Second Generation ADCs

Trastuzumab emtansine (also known as T-DM1 and Kadcyla, developed by Genentech/Roche) compromises a microtubule polymerization inhibitor DM1 that is conjugated via a stable thioether linker to a humanized IgG1 anti-HER2 mAbs (Doroshow and LoRusso, 2017). In 2013, T-DM1 was granted specifically by FDA for treatment of HER2-positive metastatic breast cancer (Amiri-Kordestani et al., 2014). HER2 is a member of the human epidermal growth factor receptor family, and its overexpression has been reported in various cancer types, especially human breast cancers (∼15–30%) and gastric cancers (7–34%) (Iqbal and Iqbal, 2014). In recent years, HER2 has become an important biomarker and target for diagnosing and treating HER2-positive breast cancer patients. The early approved drug Trastuzumab (Herceptin, Roche) has shown adequate activity against HER2 receptors and was then used to develop Trastuzumab emtansine that linked to a derivative of maytansine which was too toxic when used as a free cytotoxic agent (Gemmete and Mukherji, 2011). As shown from a Phase III clinical trial (EMILIA) that compared the safety and efficacy of T-DM1 with the combination therapy of Capecitabine and Lapatinib in participants whose conditions could not be controlled by Trastuzumab alone, T-DM1 exhibited promising clinical activity and could prolong the survival by at least 5 months of patients with advanced breast cancer (Welslau et al., 2014). However, in another 3-arm, phase III study (MARIANNE) that compared T-DM1 with or without Pertuzumab versus Trastuzumab and Taxane therapy showed unsatisfied outcomes in consideration of taking T-DM1 as a first-line treatment solution of HER2-positive, advanced breast cancer [overall survival (OS): 50.86 months with trastuzumab plus taxane, 53.68 months with T-DM1, and 51.78 months with T-DM1 plus pertuzumab] (Perez et al., 2017). So far, T-DM1 is still active in several clinical trials, and most of them are combination therapies including T-DM1 with Pembrolizumab, Neratinib, or Tucatinib.

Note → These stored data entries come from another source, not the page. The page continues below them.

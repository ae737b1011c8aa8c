use crate::pages::{self, ConsoleView};
use crate::state::{AppState, ConsoleHandle};
use axum::extract::{Form, Path, Query, State};
use axum::http::{header, HeaderMap, StatusCode};
use axum::response::{Html, IntoResponse, Redirect, Response};
use axum::routing::{get, post};
use axum::Router;
use loandesk_core::calculator::quote_from_input;
use loandesk_core::{intake, ApplicationForm, Console, FetchTicket, SessionId, Status, UpdateTicket};
use serde::Deserialize;
use tracing::{error, info};

/// Name of the cookie carrying the admin session id
pub const SESSION_COOKIE: &str = "loandesk_session";

const ADMIN_PATH: &str = "/admin";

/// Build the site router
pub fn router(state: AppState) -> Router {
    Router::new()
        .route("/", get(landing))
        .route("/apply", post(apply))
        .route(ADMIN_PATH, get(admin))
        .route("/admin/login", post(login))
        .route("/admin/logout", post(logout))
        .route("/admin/refresh", post(refresh))
        .route("/admin/applications/{id}/status", post(update_status))
        .with_state(state)
}

#[derive(Debug, Deserialize)]
struct CalculatorQuery {
    amount: Option<String>,
    term: Option<String>,
}

#[derive(Deserialize)]
struct LoginForm {
    #[serde(default)]
    password: String,
}

#[derive(Debug, Deserialize)]
struct StatusForm {
    #[serde(default)]
    status: String,
}

/// Session id from the request's cookies
fn session_id(headers: &HeaderMap) -> Option<SessionId> {
    headers
        .get_all(header::COOKIE)
        .iter()
        .filter_map(|value| value.to_str().ok())
        .flat_map(|value| value.split(';'))
        .filter_map(|pair| pair.trim().split_once('='))
        .find(|(name, _)| *name == SESSION_COOKIE)
        .and_then(|(_, value)| value.parse().ok())
}

fn session_cookie(id: SessionId) -> String {
    format!("{SESSION_COOKIE}={id}; Path=/; HttpOnly; SameSite=Lax")
}

fn expired_session_cookie() -> String {
    format!("{SESSION_COOKIE}=; Path=/; HttpOnly; SameSite=Lax; Max-Age=0")
}

fn back_to_admin() -> Redirect {
    Redirect::to(ADMIN_PATH)
}

/// Run a list fetch to completion and apply it to the console
///
/// The remote call runs on its own task so an abandoned request still
/// settles its ticket.
async fn complete_fetch(state: &AppState, handle: &ConsoleHandle, ticket: FetchTicket) {
    let api = state.api.clone();
    let handle = handle.clone();
    let task = tokio::spawn(async move {
        let result = api.list_applications().await;
        handle.lock().await.finish_fetch(ticket, result);
    });
    if let Err(e) = task.await {
        error!("Fetch task failed: {}", e);
    }
}

async fn complete_update(state: &AppState, handle: &ConsoleHandle, ticket: UpdateTicket) {
    let api = state.api.clone();
    let handle = handle.clone();
    let task = tokio::spawn(async move {
        let result = api.update_status(ticket.id(), ticket.status()).await;
        handle.lock().await.finish_update(ticket, result);
    });
    if let Err(e) = task.await {
        error!("Update task failed: {}", e);
    }
}

/// Console of the request's session if it is authenticated
///
/// A session not open in this process is restored from the session store;
/// restoring an authenticated session loads the list like a fresh page.
async fn authenticated_console(state: &AppState, headers: &HeaderMap) -> Option<ConsoleHandle> {
    let id = session_id(headers)?;

    if let Some(handle) = state.consoles.get(&id) {
        if handle.lock().await.is_authenticated() {
            return Some(handle);
        }
        state.consoles.remove(&id);
        return None;
    }

    let console = Console::restore(id, state.sessions.clone());
    if !console.is_authenticated() {
        return None;
    }
    let handle = state.consoles.insert(console);
    let ticket = handle.lock().await.begin_fetch();
    if let Some(ticket) = ticket {
        complete_fetch(state, &handle, ticket).await;
    }
    Some(handle)
}

/// Log a session out, whether or not its console is open
async fn end_session(state: &AppState, id: SessionId) {
    match state.consoles.remove(&id) {
        Some(handle) => handle.lock().await.logout(),
        None => Console::restore(id, state.sessions.clone()).logout(),
    }
}

async fn landing(Query(query): Query<CalculatorQuery>) -> Html<String> {
    let quote = quote_from_input(query.amount.as_deref(), query.term.as_deref());
    pages::landing(&quote, &ApplicationForm::default(), &[])
}

async fn apply(State(state): State<AppState>, Form(form): Form<ApplicationForm>) -> Html<String> {
    let outcome = intake::submit_application(state.api.as_ref(), &form).await;
    let form = if outcome.accepted {
        ApplicationForm::default()
    } else {
        form
    };
    let quote = quote_from_input(Some(form.amount.as_str()), Some(form.term.as_str()));
    pages::landing(&quote, &form, &[outcome.notification])
}

async fn admin(State(state): State<AppState>, headers: HeaderMap) -> Html<String> {
    let Some(handle) = authenticated_console(&state, &headers).await else {
        return pages::login(&[]);
    };

    let mut console = handle.lock().await;
    let notifications = console.take_notifications();
    let counts = console.status_counts();
    pages::console(&ConsoleView {
        applications: console.applications(),
        counts,
        loading: console.is_loading(),
        can_refresh: console.can_refresh(),
        notifications: &notifications,
    })
}

async fn login(
    State(state): State<AppState>,
    headers: HeaderMap,
    Form(form): Form<LoginForm>,
) -> Response {
    let mut console = Console::restore(SessionId::new(), state.sessions.clone());
    let Some(ticket) = console.authenticate(&form.password, &state.secret) else {
        let notifications = console.take_notifications();
        return (StatusCode::UNAUTHORIZED, pages::login(&notifications)).into_response();
    };

    // A successful login always starts a fresh session id
    if let Some(previous) = session_id(&headers) {
        end_session(&state, previous).await;
    }

    let id = console.session_id();
    let handle = state.consoles.insert(console);
    complete_fetch(&state, &handle, ticket).await;
    info!("Admin signed in (session {})", id);

    (
        [(header::SET_COOKIE, session_cookie(id))],
        back_to_admin(),
    )
        .into_response()
}

async fn logout(State(state): State<AppState>, headers: HeaderMap) -> Response {
    if let Some(id) = session_id(&headers) {
        end_session(&state, id).await;
    }

    (
        [(header::SET_COOKIE, expired_session_cookie())],
        back_to_admin(),
    )
        .into_response()
}

async fn refresh(State(state): State<AppState>, headers: HeaderMap) -> Redirect {
    if let Some(handle) = authenticated_console(&state, &headers).await {
        let ticket = {
            let mut console = handle.lock().await;
            if console.can_refresh() {
                console.begin_fetch()
            } else {
                None
            }
        };
        if let Some(ticket) = ticket {
            complete_fetch(&state, &handle, ticket).await;
        }
    }
    back_to_admin()
}

async fn update_status(
    State(state): State<AppState>,
    headers: HeaderMap,
    Path(id): Path<i64>,
    Form(form): Form<StatusForm>,
) -> Redirect {
    // A disabled option submits nothing
    if form.status.is_empty() {
        return back_to_admin();
    }
    if let Some(handle) = authenticated_console(&state, &headers).await {
        let ticket = handle
            .lock()
            .await
            .begin_update(id, Status::from(form.status));
        if let Some(ticket) = ticket {
            complete_update(&state, &handle, ticket).await;
        }
    }
    back_to_admin()
}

The main improvements of second generation ADCs are preferable drug quality controls and minimal toxicity effects. Though FDA has added a warning label including hepatotoxicity, cardiac toxicity and embryo-fetal toxicity to T-DM1 packaging, less patients suffered from severe toxic effects than who received standard therapy (lapatinib + capecitabine) in clinical trials (Sendur et al., 2013). The reason why T-DM1 shows less systemic toxicity may be partly due to its rather stable thiosuccinimide linker which is less prone to being cleaved under physiological conditions (Mohamed et al., 2018). However, it should be noted that the thiosuccinimide moiety could slowly undergo reversible transformation to thiols and alkyl maleimides through retro-Michael elimination reaction. This reaction may lead to cytotoxic drug loss and eventually compromise the efficacy of T-DM1 as well as cause off-target toxicity. In terms of the drug-to-antibody ratio (DAR), T-DM1 has an average DAR of 3.5 (from 0 to 8 linker-drug molecules per antibody) in aqueous formulation, while the unconjugated antibodies remain only 5% which is much better than the first generation ADCs which contains 50% naked antibodies (Kim et al., 2014).

Besides, most second generation ADCs select IgG1 isotype as their mAbs owing to its cost-effective manufacture and the ability to support ADCC (Marcoux et al., 2015). The targeted drug Trastuzumab alone could bind to HER2 receptors and recruit immune effector cells that actively lyse the target cells, and T-DM1 shares the same mechanisms of action. Notably, companies still argue about the ADCC effect, caused either by the naked antibodies or the IgG1 isotype, on whether ADCC enhances the efficacy or lowers the tolerance when in use (Chen et al., 2016). Nevertheless, the approved drug T-DM1 has provided a good example of balancing both the efficacy and safety for HER2-positive breast cancer patients.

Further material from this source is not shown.